ASSIGNMENT >> Whenever "TestContext" appears in a line of the entries below, that line counts; give the total only.

(Collected data)
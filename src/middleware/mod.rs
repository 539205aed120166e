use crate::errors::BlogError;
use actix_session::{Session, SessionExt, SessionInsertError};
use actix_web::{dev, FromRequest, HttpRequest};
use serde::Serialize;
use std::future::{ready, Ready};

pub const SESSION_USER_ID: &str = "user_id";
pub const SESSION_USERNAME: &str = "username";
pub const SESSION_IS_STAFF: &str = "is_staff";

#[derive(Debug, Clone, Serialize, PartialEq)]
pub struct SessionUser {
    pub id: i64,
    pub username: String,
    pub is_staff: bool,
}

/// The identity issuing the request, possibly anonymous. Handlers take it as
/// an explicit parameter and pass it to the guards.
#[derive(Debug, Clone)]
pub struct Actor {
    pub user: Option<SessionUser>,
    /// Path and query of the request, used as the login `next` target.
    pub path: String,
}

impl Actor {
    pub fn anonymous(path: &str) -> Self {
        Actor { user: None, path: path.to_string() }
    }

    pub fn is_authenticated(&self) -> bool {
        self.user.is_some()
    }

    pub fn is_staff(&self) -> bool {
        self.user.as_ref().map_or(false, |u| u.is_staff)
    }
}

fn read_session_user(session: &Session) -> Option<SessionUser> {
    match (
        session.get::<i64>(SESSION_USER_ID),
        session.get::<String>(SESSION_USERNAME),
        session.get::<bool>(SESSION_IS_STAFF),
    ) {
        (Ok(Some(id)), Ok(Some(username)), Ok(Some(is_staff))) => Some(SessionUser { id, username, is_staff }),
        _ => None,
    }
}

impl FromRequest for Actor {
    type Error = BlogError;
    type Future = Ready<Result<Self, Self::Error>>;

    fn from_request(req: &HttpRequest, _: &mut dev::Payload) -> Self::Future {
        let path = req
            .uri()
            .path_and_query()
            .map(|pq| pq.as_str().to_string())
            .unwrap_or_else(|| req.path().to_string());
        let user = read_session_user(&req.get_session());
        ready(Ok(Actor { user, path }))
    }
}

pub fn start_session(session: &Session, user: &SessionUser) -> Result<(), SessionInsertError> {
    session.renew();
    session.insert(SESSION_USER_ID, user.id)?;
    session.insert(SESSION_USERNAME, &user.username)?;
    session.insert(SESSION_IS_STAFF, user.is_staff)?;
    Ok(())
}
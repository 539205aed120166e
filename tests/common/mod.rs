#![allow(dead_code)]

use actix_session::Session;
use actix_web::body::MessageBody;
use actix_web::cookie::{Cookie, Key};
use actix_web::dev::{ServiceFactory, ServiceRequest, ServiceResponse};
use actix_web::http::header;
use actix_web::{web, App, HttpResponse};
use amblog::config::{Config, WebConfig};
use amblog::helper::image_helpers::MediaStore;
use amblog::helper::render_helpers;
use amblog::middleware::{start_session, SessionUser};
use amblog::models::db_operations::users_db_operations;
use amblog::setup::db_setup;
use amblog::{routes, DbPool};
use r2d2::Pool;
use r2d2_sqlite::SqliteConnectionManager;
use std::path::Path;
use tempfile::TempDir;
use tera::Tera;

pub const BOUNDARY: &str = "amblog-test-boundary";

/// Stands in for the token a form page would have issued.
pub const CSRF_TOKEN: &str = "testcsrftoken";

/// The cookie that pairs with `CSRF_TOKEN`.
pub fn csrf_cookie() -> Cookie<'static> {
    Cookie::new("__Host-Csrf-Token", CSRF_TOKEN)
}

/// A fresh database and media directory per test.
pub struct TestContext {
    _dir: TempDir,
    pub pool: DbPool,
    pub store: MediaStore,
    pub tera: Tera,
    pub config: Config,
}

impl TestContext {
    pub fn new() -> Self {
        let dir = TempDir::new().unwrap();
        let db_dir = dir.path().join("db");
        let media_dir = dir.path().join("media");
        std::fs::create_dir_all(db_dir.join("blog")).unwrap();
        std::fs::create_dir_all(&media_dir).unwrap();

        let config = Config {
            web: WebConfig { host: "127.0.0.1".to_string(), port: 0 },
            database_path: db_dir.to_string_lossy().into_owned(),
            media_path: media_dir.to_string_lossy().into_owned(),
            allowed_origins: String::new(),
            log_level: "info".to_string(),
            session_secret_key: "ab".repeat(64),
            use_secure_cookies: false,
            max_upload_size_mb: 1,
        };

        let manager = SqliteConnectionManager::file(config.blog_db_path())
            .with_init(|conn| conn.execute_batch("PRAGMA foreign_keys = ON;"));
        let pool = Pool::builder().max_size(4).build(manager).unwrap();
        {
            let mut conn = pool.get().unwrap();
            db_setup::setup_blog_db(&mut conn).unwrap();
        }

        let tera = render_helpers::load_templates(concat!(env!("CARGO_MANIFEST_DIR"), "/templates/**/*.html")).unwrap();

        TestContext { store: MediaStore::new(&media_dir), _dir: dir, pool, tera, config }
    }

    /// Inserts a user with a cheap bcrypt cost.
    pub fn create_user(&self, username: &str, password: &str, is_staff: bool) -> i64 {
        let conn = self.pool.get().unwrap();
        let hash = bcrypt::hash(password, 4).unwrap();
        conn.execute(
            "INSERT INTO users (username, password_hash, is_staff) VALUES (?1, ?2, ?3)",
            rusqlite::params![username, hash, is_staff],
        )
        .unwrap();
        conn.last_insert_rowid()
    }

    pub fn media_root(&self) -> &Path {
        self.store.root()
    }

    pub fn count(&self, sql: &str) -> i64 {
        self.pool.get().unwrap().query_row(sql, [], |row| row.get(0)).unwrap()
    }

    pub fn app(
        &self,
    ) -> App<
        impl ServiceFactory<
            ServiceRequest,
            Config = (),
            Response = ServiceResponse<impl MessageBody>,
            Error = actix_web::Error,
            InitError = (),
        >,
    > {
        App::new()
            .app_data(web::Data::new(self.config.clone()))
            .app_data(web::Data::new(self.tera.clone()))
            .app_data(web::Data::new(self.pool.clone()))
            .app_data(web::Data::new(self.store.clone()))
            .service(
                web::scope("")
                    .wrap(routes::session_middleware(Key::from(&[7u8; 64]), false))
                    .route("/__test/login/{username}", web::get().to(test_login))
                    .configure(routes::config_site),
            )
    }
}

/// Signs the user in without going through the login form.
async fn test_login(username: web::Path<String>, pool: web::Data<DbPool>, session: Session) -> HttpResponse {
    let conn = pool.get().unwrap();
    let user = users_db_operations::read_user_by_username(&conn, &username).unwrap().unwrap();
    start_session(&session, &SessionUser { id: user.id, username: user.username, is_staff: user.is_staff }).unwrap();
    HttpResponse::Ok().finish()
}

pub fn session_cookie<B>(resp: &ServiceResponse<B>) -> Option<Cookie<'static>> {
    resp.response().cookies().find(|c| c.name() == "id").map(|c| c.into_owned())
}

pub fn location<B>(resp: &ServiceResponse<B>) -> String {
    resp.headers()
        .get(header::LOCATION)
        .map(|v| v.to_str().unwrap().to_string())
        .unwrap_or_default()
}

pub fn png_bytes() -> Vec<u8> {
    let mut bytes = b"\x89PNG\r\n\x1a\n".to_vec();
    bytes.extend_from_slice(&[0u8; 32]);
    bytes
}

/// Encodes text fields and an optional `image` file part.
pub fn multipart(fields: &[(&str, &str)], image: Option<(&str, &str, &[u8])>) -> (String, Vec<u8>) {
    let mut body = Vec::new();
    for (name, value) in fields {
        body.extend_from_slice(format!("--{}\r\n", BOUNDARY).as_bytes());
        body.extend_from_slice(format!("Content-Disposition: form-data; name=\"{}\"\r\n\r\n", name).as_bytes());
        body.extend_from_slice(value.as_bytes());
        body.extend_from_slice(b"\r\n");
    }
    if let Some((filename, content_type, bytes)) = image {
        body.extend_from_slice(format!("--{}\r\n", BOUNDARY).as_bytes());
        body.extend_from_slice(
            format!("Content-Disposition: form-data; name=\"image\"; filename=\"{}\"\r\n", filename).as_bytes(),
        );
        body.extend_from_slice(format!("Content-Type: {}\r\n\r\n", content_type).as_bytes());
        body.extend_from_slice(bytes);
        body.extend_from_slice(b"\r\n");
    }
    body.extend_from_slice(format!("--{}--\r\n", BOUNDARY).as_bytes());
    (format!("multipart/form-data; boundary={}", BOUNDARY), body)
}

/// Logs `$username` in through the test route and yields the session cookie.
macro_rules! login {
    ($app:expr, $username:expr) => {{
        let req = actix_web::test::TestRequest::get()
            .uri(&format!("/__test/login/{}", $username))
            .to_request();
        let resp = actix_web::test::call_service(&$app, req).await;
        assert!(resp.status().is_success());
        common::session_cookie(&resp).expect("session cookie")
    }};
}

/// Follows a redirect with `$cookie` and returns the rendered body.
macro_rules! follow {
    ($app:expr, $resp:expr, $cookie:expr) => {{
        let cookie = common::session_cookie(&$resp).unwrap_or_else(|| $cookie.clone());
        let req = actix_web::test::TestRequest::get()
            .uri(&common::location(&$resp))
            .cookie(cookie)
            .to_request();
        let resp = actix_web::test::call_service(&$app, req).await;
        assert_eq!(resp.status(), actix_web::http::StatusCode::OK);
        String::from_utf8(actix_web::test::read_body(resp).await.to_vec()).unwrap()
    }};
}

EXPECTED ANSWER >> 3